**WHAT IS NEEDED:** Please repeat the records below exactly, but only from the line that contains "let data = source.fetch(platform, url).await?;" onward, ending with the last line.
##### MATERIAL FOR THE TASK
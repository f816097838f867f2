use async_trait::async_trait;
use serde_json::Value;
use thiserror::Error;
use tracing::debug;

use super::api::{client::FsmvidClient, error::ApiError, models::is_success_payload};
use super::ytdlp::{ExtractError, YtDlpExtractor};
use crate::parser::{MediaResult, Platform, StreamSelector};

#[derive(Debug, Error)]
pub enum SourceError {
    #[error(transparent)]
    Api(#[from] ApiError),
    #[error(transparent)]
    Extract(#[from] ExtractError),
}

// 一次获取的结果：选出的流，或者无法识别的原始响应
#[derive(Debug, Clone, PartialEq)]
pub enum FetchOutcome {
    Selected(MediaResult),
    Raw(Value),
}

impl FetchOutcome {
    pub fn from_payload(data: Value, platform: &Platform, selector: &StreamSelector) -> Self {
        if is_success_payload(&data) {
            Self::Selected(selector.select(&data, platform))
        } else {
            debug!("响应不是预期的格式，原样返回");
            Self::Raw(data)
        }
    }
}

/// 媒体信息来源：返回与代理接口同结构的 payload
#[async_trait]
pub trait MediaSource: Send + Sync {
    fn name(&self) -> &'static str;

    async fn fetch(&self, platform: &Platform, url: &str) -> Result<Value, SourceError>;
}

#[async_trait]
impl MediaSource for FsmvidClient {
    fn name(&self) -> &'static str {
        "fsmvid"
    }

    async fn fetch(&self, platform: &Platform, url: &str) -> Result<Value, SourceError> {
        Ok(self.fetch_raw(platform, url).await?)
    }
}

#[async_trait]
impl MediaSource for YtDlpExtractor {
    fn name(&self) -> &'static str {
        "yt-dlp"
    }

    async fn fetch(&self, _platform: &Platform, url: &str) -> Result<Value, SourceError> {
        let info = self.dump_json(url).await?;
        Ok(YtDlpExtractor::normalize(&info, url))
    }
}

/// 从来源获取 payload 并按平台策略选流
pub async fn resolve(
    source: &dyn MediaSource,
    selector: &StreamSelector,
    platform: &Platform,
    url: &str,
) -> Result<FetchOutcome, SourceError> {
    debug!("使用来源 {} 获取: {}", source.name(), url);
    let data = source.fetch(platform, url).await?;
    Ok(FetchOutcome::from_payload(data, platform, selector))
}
##########
**RESPONSE TO THIS EXERCISE:**
    let data = source.fetch(platform, url).await?;
    Ok(FetchOutcome::from_payload(data, platform, selector))
}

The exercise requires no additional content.